TASK GOAL>
From the material below, copy each line that holds the word "DocumentBackend".

STUDY MATERIAL>
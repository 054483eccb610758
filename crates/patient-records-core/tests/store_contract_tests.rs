//! Record store contract tests, run against every backend.

use patient_records_core::store::{
    DocumentBackend, JsonFileBackend, RecordStore, SqliteBackend, StorageError, StoreError,
};
use patient_records_core::{PatientRecord, SchemaRules, Verdict};
use proptest::prelude::*;
use serde_json::{json, Map, Value};
use tempfile::TempDir;

fn patient(id: &str, name: &str, age: u32) -> Map<String, Value> {
    let contact = if age > 60 {
        json!({"email": "abc@gmail.com", "emergency": "555-0199"})
    } else {
        json!({"email": "abc@gmail.com"})
    };
    json!({
        "id": id,
        "name": name,
        "email": "abc@gmail.com",
        "linkedin": "https://www.linkedin.com/in/john-doe/",
        "age": age,
        "married": null,
        "gender": "Male",
        "address": "123 Main St",
        "phone": "123-456-7890",
        "city": "New York",
        "contact": contact,
        "allergies": ["Penicillin"],
        "height": 180,
        "weight": 75
    })
    .as_object()
    .unwrap()
    .clone()
}

fn json_store(dir: &TempDir) -> RecordStore<JsonFileBackend> {
    let store = RecordStore::new(
        JsonFileBackend::new(dir.path().join("patients.json")),
        SchemaRules::api(),
    );
    store.init().unwrap();
    store
}

fn sqlite_store() -> RecordStore<SqliteBackend> {
    let store = RecordStore::new(SqliteBackend::open_in_memory().unwrap(), SchemaRules::api());
    store.init().unwrap();
    store
}

/// Runs a contract check against both backends.
fn for_each_backend(check: impl Fn(&dyn Fn() -> Box<dyn Contract>)) {
    check(&|| -> Box<dyn Contract> {
        let dir = TempDir::new().unwrap();
        Box::new((json_store(&dir), dir))
    });
    check(&|| -> Box<dyn Contract> { Box::new(sqlite_store()) });
}

/// Object-safe view over a store, independent of its backend type.
trait Contract {
    fn create(&self, raw: &Map<String, Value>) -> Result<PatientRecord, StoreError>;
    fn get(&self, id: &str) -> Result<PatientRecord, StoreError>;
    fn update(&self, id: &str, partial: &Map<String, Value>) -> Result<PatientRecord, StoreError>;
    fn delete(&self, id: &str) -> Result<(), StoreError>;
    fn list(&self, sort_by: &str, order: &str) -> Result<Vec<PatientRecord>, StoreError>;
    fn ids(&self) -> Vec<String>;
}

impl<B: DocumentBackend> Contract for RecordStore<B> {
    fn create(&self, raw: &Map<String, Value>) -> Result<PatientRecord, StoreError> {
        self.create_from_raw(raw)
    }
    fn get(&self, id: &str) -> Result<PatientRecord, StoreError> {
        RecordStore::get(self, id)
    }
    fn update(&self, id: &str, partial: &Map<String, Value>) -> Result<PatientRecord, StoreError> {
        RecordStore::update(self, id, partial)
    }
    fn delete(&self, id: &str) -> Result<(), StoreError> {
        RecordStore::delete(self, id)
    }
    fn list(&self, sort_by: &str, order: &str) -> Result<Vec<PatientRecord>, StoreError> {
        RecordStore::list(self, sort_by, order)
    }
    fn ids(&self) -> Vec<String> {
        self.load().unwrap().keys().cloned().collect()
    }
}

// Keeps the temp directory alive for as long as the store is used.
impl<B: DocumentBackend> Contract for (RecordStore<B>, TempDir) {
    fn create(&self, raw: &Map<String, Value>) -> Result<PatientRecord, StoreError> {
        Contract::create(&self.0, raw)
    }
    fn get(&self, id: &str) -> Result<PatientRecord, StoreError> {
        Contract::get(&self.0, id)
    }
    fn update(&self, id: &str, partial: &Map<String, Value>) -> Result<PatientRecord, StoreError> {
        Contract::update(&self.0, id, partial)
    }
    fn delete(&self, id: &str) -> Result<(), StoreError> {
        Contract::delete(&self.0, id)
    }
    fn list(&self, sort_by: &str, order: &str) -> Result<Vec<PatientRecord>, StoreError> {
        Contract::list(&self.0, sort_by, order)
    }
    fn ids(&self) -> Vec<String> {
        self.0.ids()
    }
}

#[test]
fn test_create_then_get_returns_normalized_record() {
    for_each_backend(|open| {
        let store = open();
        let created = store.create(&patient("P001", "john doe", 30)).unwrap();
        let fetched = store.get("P001").unwrap();

        assert_eq!(fetched, created);
        assert_eq!(fetched.name(), "JOHN DOE");
        assert_eq!(fetched.bmi(), 23.15);
        assert_eq!(fetched.verdict(), Verdict::Normal);
    });
}

#[test]
fn test_partial_update_keeps_other_fields() {
    for_each_backend(|open| {
        let store = open();
        let before = store.create(&patient("P001", "John", 30)).unwrap();

        let after = store
            .update("P001", json!({"city": "Chicago"}).as_object().unwrap())
            .unwrap();

        assert_eq!(after.city(), "Chicago");
        assert_eq!(after.name(), before.name());
        assert_eq!(after.email(), before.email());
        assert_eq!(after.contact(), before.contact());
        assert_eq!(after.allergies(), before.allergies());
        assert_eq!(after.height(), before.height());
    });
}

#[test]
fn test_update_past_sixty_without_emergency_contact_fails() {
    for_each_backend(|open| {
        let store = open();
        store.create(&patient("P001", "John", 60)).unwrap();

        let err = store
            .update("P001", json!({"age": 61}).as_object().unwrap())
            .unwrap_err();
        assert!(matches!(err, StoreError::Validation(e) if e.has_field("contact")));
        assert_eq!(store.get("P001").unwrap().age(), 60);
    });
}

#[test]
fn test_delete_then_get_is_not_found() {
    for_each_backend(|open| {
        let store = open();
        store.create(&patient("P001", "John", 30)).unwrap();
        store.delete("P001").unwrap();

        assert!(matches!(store.get("P001"), Err(StoreError::NotFound(_))));
        assert!(store.ids().is_empty());
    });
}

#[test]
fn test_sequential_creates_keep_both() {
    for_each_backend(|open| {
        let store = open();
        store.create(&patient("P001", "John", 30)).unwrap();
        store.create(&patient("P002", "Jane", 40)).unwrap();

        assert_eq!(store.ids(), vec!["P001".to_string(), "P002".to_string()]);
    });
}

#[test]
fn test_conflict_on_duplicate_id() {
    for_each_backend(|open| {
        let store = open();
        store.create(&patient("P001", "John", 30)).unwrap();
        assert!(matches!(
            store.create(&patient("P001", "Jane", 40)),
            Err(StoreError::Conflict(_))
        ));
        assert_eq!(store.ids().len(), 1);
    });
}

#[test]
fn test_list_age_desc_is_stable() {
    for_each_backend(|open| {
        let store = open();
        store.create(&patient("P001", "Ann", 40)).unwrap();
        store.create(&patient("P002", "Bob", 55)).unwrap();
        store.create(&patient("P003", "Cid", 40)).unwrap();
        store.create(&patient("P004", "Dee", 70)).unwrap();

        let ids: Vec<_> = store
            .list("age", "desc")
            .unwrap()
            .into_iter()
            .map(|p| p.id().to_string())
            .collect();
        assert_eq!(ids, vec!["P004", "P002", "P001", "P003"]);

        let ids: Vec<_> = store
            .list("age", "asc")
            .unwrap()
            .into_iter()
            .map(|p| p.id().to_string())
            .collect();
        assert_eq!(ids, vec!["P001", "P003", "P002", "P004"]);
    });
}

#[test]
fn test_json_document_layout() {
    let dir = TempDir::new().unwrap();
    let store = json_store(&dir);
    store.create_from_raw(&patient("P001", "John", 30)).unwrap();

    let text = std::fs::read_to_string(dir.path().join("patients.json")).unwrap();
    let document: Value = serde_json::from_str(&text).unwrap();

    let entry = &document["P001"];
    assert!(entry.get("id").is_none());
    assert_eq!(entry["name"], json!("JOHN"));
    assert_eq!(entry["bmi"], json!(23.15));
    assert_eq!(entry["verdict"], json!("Normal"));
}

#[test]
fn test_hand_edited_document_is_validated_on_read() {
    let dir = TempDir::new().unwrap();
    let path = dir.path().join("patients.json");
    let mut entry = patient("P001", "lower case", 30);
    entry.remove("id");
    entry.insert("bmi".into(), json!(1.0));
    std::fs::write(&path, json!({"P001": entry}).to_string()).unwrap();

    let store = RecordStore::new(JsonFileBackend::new(&path), SchemaRules::api());
    let record = store.get("P001").unwrap();
    assert_eq!(record.name(), "LOWER CASE");
    assert_eq!(record.bmi(), 23.15);
}

#[test]
fn test_corrupt_document_is_storage_error() {
    let dir = TempDir::new().unwrap();
    let path = dir.path().join("patients.json");
    std::fs::write(&path, "not json").unwrap();

    let store = RecordStore::new(JsonFileBackend::new(&path), SchemaRules::api());
    assert!(matches!(
        store.get("P001"),
        Err(StoreError::Storage(StorageError::Corrupt(_)))
    ));
    assert!(matches!(
        store.create_from_raw(&patient("P001", "John", 30)),
        Err(StoreError::Storage(StorageError::Corrupt(_)))
    ));
    assert_eq!(std::fs::read_to_string(&path).unwrap(), "not json");
}

proptest! {
    #![proptest_config(ProptestConfig::with_cases(32))]

    #[test]
    fn list_desc_is_non_increasing(ages in proptest::collection::vec(1u32..100, 1..12)) {
        let store = sqlite_store();
        for (i, age) in ages.iter().enumerate() {
            store.create_from_raw(&patient(&format!("P{:03}", i), "Someone", *age)).unwrap();
        }

        let listed = store.list("age", "desc").unwrap();
        prop_assert_eq!(listed.len(), ages.len());
        for pair in listed.windows(2) {
            prop_assert!(pair[0].age() >= pair[1].age());
            if pair[0].age() == pair[1].age() {
                prop_assert!(pair[0].id() < pair[1].id());
            }
        }
    }
}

THE ANSWER>
    DocumentBackend, JsonFileBackend, RecordStore, SqliteBackend, StorageError, StoreError,
impl<B: DocumentBackend> Contract for RecordStore<B> {
impl<B: DocumentBackend> Contract for (RecordStore<B>, TempDir) {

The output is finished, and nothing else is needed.